[[ SOURCE MATERIAL, beginning ]]

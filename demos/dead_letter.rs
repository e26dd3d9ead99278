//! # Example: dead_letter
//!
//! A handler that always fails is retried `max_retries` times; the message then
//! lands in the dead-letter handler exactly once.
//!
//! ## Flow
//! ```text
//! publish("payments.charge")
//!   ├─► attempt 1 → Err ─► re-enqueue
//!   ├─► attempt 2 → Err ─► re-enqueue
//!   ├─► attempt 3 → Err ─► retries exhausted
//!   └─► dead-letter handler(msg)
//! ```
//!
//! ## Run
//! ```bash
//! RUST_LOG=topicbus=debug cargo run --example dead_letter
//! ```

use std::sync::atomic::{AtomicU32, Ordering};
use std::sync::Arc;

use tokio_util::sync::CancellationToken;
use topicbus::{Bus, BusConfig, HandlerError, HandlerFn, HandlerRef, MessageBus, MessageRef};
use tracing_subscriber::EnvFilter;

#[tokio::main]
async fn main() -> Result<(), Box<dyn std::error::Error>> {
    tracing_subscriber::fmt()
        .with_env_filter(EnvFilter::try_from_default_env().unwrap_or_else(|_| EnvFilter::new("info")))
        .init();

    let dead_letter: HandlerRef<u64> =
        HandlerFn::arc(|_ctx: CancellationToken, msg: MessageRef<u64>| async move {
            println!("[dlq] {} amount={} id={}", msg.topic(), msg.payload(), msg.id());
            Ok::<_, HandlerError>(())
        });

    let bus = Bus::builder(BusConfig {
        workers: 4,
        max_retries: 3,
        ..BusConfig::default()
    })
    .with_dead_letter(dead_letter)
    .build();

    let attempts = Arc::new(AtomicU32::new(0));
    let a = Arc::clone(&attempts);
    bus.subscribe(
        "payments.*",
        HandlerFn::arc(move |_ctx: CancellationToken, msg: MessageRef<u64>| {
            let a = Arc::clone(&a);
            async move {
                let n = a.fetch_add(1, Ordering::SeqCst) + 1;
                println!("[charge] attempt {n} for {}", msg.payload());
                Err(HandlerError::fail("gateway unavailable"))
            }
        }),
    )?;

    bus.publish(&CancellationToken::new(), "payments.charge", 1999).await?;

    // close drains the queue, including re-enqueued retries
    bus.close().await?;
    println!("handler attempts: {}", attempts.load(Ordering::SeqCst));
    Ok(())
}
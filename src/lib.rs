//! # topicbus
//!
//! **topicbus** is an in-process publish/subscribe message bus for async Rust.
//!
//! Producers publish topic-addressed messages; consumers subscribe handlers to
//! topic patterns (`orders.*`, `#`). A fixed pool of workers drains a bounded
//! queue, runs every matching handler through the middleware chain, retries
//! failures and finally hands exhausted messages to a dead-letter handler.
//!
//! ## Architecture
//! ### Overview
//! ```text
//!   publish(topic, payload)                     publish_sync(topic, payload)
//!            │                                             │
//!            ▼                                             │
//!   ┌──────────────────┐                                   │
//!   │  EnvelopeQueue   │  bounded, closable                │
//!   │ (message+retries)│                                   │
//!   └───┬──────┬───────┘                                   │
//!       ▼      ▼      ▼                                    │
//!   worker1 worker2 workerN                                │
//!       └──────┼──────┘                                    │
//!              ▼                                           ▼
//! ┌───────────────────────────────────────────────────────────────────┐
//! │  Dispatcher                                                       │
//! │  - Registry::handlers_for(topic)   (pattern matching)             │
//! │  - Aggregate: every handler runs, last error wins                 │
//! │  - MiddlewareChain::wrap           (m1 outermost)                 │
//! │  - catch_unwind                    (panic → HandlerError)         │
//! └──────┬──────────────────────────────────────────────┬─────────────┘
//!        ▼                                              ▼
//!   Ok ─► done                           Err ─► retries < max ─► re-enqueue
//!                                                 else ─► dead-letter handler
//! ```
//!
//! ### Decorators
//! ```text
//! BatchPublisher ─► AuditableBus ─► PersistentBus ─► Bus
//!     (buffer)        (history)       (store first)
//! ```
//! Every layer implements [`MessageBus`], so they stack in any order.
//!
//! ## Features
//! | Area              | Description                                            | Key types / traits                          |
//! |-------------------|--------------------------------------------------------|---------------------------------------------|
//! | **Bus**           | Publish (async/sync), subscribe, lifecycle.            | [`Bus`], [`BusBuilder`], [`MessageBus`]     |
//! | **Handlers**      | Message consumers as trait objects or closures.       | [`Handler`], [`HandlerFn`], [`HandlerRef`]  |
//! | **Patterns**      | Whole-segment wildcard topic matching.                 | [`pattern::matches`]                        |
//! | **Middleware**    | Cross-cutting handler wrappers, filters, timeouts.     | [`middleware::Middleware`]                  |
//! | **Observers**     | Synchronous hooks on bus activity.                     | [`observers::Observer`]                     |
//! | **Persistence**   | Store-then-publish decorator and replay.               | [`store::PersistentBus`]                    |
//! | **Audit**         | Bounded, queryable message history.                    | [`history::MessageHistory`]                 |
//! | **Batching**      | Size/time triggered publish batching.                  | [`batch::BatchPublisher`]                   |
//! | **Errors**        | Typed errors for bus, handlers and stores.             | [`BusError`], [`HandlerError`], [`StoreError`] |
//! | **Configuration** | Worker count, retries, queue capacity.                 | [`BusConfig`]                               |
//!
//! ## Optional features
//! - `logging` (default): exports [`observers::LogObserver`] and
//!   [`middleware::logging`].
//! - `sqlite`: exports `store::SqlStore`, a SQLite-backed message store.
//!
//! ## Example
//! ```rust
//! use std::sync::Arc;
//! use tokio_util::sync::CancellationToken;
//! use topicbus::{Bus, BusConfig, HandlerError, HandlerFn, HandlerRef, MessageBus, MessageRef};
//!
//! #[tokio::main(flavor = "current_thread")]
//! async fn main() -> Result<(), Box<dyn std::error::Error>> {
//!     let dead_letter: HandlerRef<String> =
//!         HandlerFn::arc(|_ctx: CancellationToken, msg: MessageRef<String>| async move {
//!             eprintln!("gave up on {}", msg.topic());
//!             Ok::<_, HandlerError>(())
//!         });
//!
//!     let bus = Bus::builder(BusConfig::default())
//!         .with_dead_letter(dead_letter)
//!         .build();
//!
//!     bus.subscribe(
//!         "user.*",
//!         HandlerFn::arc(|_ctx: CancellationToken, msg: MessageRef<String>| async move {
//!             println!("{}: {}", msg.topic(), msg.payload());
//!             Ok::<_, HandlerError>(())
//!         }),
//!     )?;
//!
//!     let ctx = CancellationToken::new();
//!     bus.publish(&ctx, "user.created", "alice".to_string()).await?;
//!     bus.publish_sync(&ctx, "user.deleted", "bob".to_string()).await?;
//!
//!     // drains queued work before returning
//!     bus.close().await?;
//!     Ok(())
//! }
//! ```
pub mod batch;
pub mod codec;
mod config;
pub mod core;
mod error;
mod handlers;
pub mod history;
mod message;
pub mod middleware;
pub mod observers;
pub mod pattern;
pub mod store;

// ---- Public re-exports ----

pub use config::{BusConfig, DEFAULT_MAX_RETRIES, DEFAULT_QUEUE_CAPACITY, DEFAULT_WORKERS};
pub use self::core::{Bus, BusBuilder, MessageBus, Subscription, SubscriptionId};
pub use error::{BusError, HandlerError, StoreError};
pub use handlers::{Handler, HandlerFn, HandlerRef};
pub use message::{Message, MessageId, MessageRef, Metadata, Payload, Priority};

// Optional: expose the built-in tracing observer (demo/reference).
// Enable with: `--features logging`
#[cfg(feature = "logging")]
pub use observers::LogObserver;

[[ SOURCE MATERIAL, end ]]

WHAT YOU WILL DO: Some lines in the records above contain "main". Count them and give the number only.

TASK RESPONSE: 4